3. Mógłby się ktoś podzielić wrażeniami z używania PODa oraz opisać trochę możliwości i scenariuszy, o których nie wspomnialem, a o których warto wspomnieć?


pozdro & dzięki
Obrazek
Moje Dziewczyny:
Dean AK48 || ESP LTD V-200 (EMG 81/60 tuning) || Dean Angel of Deth Dave Mustaine Signature ||| Combo: Line 6 Bogner Valve 112

Madhard
Posty: 6
Rejestracja: 16-02-2012 21:19

14-05-2012 09:54

Podbijam. Mam takie same pytania a noszę się z zakupem hdeka 500 :p

Awatar użytkownika
kavoo
Posty: 2112
Rejestracja: 08-07-2012 23:17

24-07-2012 23:20

To i ja podbiję temat.

Okazało się, że zwiększy mi się nieco budżet na sprzęt, a że nie jestem zwolennikiem drobnych kroczków i wolę od razu kupić coś porządnego co mnie interesuje, to rozważam różne opcje.

Na pewno będę brał combo JMD501. Generalnie ma prawie wszystko to, czego potrzebuję, ale jednak pewne ograniczenia są. Chodzi mi głównie o efekty, których nie da się ze sobą połączyć w jeden preset.

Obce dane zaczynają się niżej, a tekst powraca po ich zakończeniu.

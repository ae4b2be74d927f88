// SPDX-License-Identifier: MIT
// Copyright 2026 Roland Dreier <roland@rolandd.dev>

//! Signed OAuth `state` values for CSRF protection on the login round-trip.
//!
//! Format before encoding: `nonce_hex|timestamp_hex|signature_hex`, where the
//! signature is HMAC-SHA256 over `nonce_hex|timestamp_hex`. The whole string
//! is URL-safe base64 without padding.

use base64::{engine::general_purpose::URL_SAFE_NO_PAD, Engine as _};
use chrono::{DateTime, Duration, Utc};
use hmac::{Hmac, Mac};
use ring::rand::{SecureRandom, SystemRandom};
use sha2::Sha256;
use subtle::ConstantTimeEq;

// Type alias for HMAC-SHA256
type HmacSha256 = Hmac<Sha256>;

/// How long a login attempt may take between redirect and callback.
pub const STATE_MAX_AGE_SECS: i64 = 10 * 60;

const NONCE_BYTES: usize = 16;

/// Create a fresh signed state value.
pub fn sign_state(key: &[u8]) -> anyhow::Result<String> {
    sign_state_at(key, Utc::now())
}

fn sign_state_at(key: &[u8], now: DateTime<Utc>) -> anyhow::Result<String> {
    let mut nonce = [0u8; NONCE_BYTES];
    SystemRandom::new()
        .fill(&mut nonce)
        .map_err(|_| anyhow::anyhow!("System RNG failure"))?;

    let payload = format!("{}|{:x}", hex::encode(nonce), now.timestamp_millis());
    let signature = mac(key, &payload)?;

    Ok(URL_SAFE_NO_PAD.encode(format!("{}|{}", payload, signature)))
}

/// Verify signature and age of a state value produced by [`sign_state`].
pub fn verify_state(state: &str, key: &[u8]) -> bool {
    verify_state_at(state, key, Utc::now())
}

fn verify_state_at(state: &str, key: &[u8], now: DateTime<Utc>) -> bool {
    let Some((payload, timestamp_ms, signature_hex)) = split_state(state) else {
        return false;
    };

    let Ok(expected) = mac(key, &payload) else {
        return false;
    };
    if !bool::from(expected.as_bytes().ct_eq(signature_hex.as_bytes())) {
        tracing::error!("OAuth state signature mismatch! Potential tampering.");
        return false;
    }

    let Some(issued_at) = DateTime::<Utc>::from_timestamp_millis(timestamp_ms) else {
        return false;
    };
    let age = now - issued_at;
    if age > Duration::seconds(STATE_MAX_AGE_SECS) || age < Duration::seconds(-60) {
        tracing::warn!(age_secs = age.num_seconds(), "Stale OAuth state rejected");
        return false;
    }

    true
}

/// Decode into (signed payload, timestamp millis, signature hex).
fn split_state(state: &str) -> Option<(String, i64, String)> {
    let bytes = URL_SAFE_NO_PAD.decode(state).ok()?;
    let state_str = String::from_utf8(bytes).ok()?;

    let parts: Vec<&str> = state_str.splitn(3, '|').collect();
    if parts.len() != 3 {
        return None;
    }

    let timestamp_ms = i64::from_str_radix(parts[1], 16).ok()?;
    Some((
        format!("{}|{}", parts[0], parts[1]),
        timestamp_ms,
        parts[2].to_string(),
    ))
}

fn mac(key: &[u8], payload: &str) -> anyhow::Result<String> {
    let mut mac = HmacSha256::new_from_slice(key)
        .map_err(|e| anyhow::anyhow!("HMAC init failed: {}", e))?;
    mac.update(payload.as_bytes());
    Ok(hex::encode(mac.finalize().into_bytes()))
}
use crate::instance::SeriesRef;

use serde::{Deserialize, Serialize};

/// Lifecycle of a single viewer instance.
#[derive(Debug, Clone, Copy, Default, PartialEq, Eq)]
pub enum ViewerPhase {
    #[default]
    Idle,
    Loading,
    Ready,
    Playing,
}

/// Eviction policy of the decode cache.
#[derive(Debug, Clone, Copy, Default, PartialEq, Eq, Serialize, Deserialize)]
pub enum CachePolicy {
    /// Keep every decoded slice for the whole session.
    #[default]
    Unbounded,
    /// Least-recently-used eviction once more than `n` slices are cached.
    MaxEntries(usize),
}

/// Result of an asynchronous step whose inputs may change while it is suspended.
#[derive(Debug, Clone, PartialEq, Eq)]
pub enum Outcome<T> {
    Committed(T),
    /// The triggering inputs changed; the result was dropped.
    Stale,
}

impl<T> Outcome<T> {
    pub fn is_stale(&self) -> bool {
        matches!(self, Outcome::Stale)
    }

    pub fn map<U>(self, f: impl FnOnce(T) -> U) -> Outcome<U> {
        match self {
            Outcome::Committed(value) => Outcome::Committed(f(value)),
            Outcome::Stale => Outcome::Stale,
        }
    }
}

/// Events that force the viewer to re-render some part of its output.
#[derive(Debug, Clone, PartialEq)]
pub enum ViewerEvent {
    SeriesChanged(Option<SeriesRef>),
    OverlayChanged(Option<SeriesRef>),
    SliceChanged(usize),
    LabelConfigChanged,
    ViewportChanged,
}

Do osiągnięcia podstawowych brzmień, na jakich mi zależy, generalnie wystarczy i biedy nie będzie, ale mimo wszystko jakiś tam ogranicznik sprzętowy jest.

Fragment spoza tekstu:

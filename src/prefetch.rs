use crate::{enums::Outcome, instance::ImageId, slice_cache::DecodeCache, token::CancellationToken};

use futures::future::join_all;
use log::debug;
use std::sync::Arc;
use tokio::{sync::watch, task::JoinHandle};
use web_time::Instant;

#[derive(Debug, Clone, Copy, Default, PartialEq, Eq)]
pub struct PrefetchProgress {
    pub loaded: usize,
    pub total: usize,
}

impl PrefetchProgress {
    pub fn is_complete(&self) -> bool {
        self.loaded >= self.total
    }
}

/// Load `image_ids` into the cache in concurrent batches.
///
/// The first `already_loaded` ids count as loaded without being requested.
/// Failed members are counted as settled and otherwise ignored. No batch starts
/// once `token` is dead.
pub async fn prefetch_series(
    cache: &DecodeCache,
    image_ids: &[ImageId],
    already_loaded: usize,
    batch_size: usize,
    token: &CancellationToken,
    progress: &watch::Sender<PrefetchProgress>,
) -> Outcome<PrefetchProgress> {
    let started = Instant::now();
    let already_loaded = already_loaded.min(image_ids.len());
    let mut current = PrefetchProgress {
        loaded: already_loaded,
        total: image_ids.len(),
    };
    progress.send_replace(current);

    for batch in image_ids[already_loaded..].chunks(batch_size.max(1)) {
        if token.is_cancelled() {
            return Outcome::Stale;
        }
        let results = join_all(batch.iter().map(|image_id| cache.decode(image_id))).await;
        let failed = results.iter().filter(|result| result.is_err()).count();
        if failed > 0 {
            debug!("prefetch batch finished with {failed} failed slices");
        }
        if token.is_cancelled() {
            return Outcome::Stale;
        }
        current.loaded += batch.len();
        progress.send_replace(current);
    }

    debug!(
        "prefetched {} slices in {:?}",
        current.total - already_loaded,
        started.elapsed()
    );
    Outcome::Committed(current)
}

/// A running background prefetch.
pub struct PrefetchHandle {
    progress: watch::Receiver<PrefetchProgress>,
    task: JoinHandle<Outcome<PrefetchProgress>>,
}

impl PrefetchHandle {
    pub fn spawn(
        cache: Arc<DecodeCache>,
        image_ids: Vec<ImageId>,
        already_loaded: usize,
        batch_size: usize,
        token: CancellationToken,
    ) -> Self {
        let (tx, rx) = watch::channel(PrefetchProgress {
            loaded: already_loaded.min(image_ids.len()),
            total: image_ids.len(),
        });
        let task = tokio::spawn(async move {
            prefetch_series(&cache, &image_ids, already_loaded, batch_size, &token, &tx).await
        });
        Self { progress: rx, task }
    }

    pub fn progress(&self) -> PrefetchProgress {
        *self.progress.borrow()
    }

    pub fn subscribe(&self) -> watch::Receiver<PrefetchProgress> {
        self.progress.clone()
    }

    /// Wait for the prefetch to settle.
    pub async fn finished(self) -> Outcome<PrefetchProgress> {
        self.task.await.unwrap_or(Outcome::Stale)
    }
}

Dlatego pomyślałem o dokupieniu do tego ampa właśnie PODa HD500 i wpięciu go w pętlę efektów. Wówczas mógłbym grać z moimi podstawowymi brzmieniami na samym piecu, ale do "kombinowania" miałbym PODa z preampem w piecu ustawionym na czwórkę (opcja Natural, czyli czysty dźwięk samej gitary). Na pewno zaletą takiego rozwiązania jest to, że przy eksperymentach brzmieniowych mam do dyspozycji wszystkie efekty jednocześnie na PODzie. No i nie da się ukryć, że w takiej sytuacji byłby to już zestaw na lata, bez kombinowania i sukcesywnego doinwestowywania w kostki i inne pierdoły. Zwłaszcza, że do pożądanego przeze mnie brzmienia Davida Gilmoura już rozważałem kupno Big Muffa, a do PODa są gotowe patche różnych brzmień.

Zatem pytanie - warto się tym PODem HD500 zainteresować? Wart jest tych ~2000 zł, które kosztuje?
Obrazek
Sarkazm i ironia pomagają mi zdzierżyć głupotę innych.

Wróć do „Gitara i komputer”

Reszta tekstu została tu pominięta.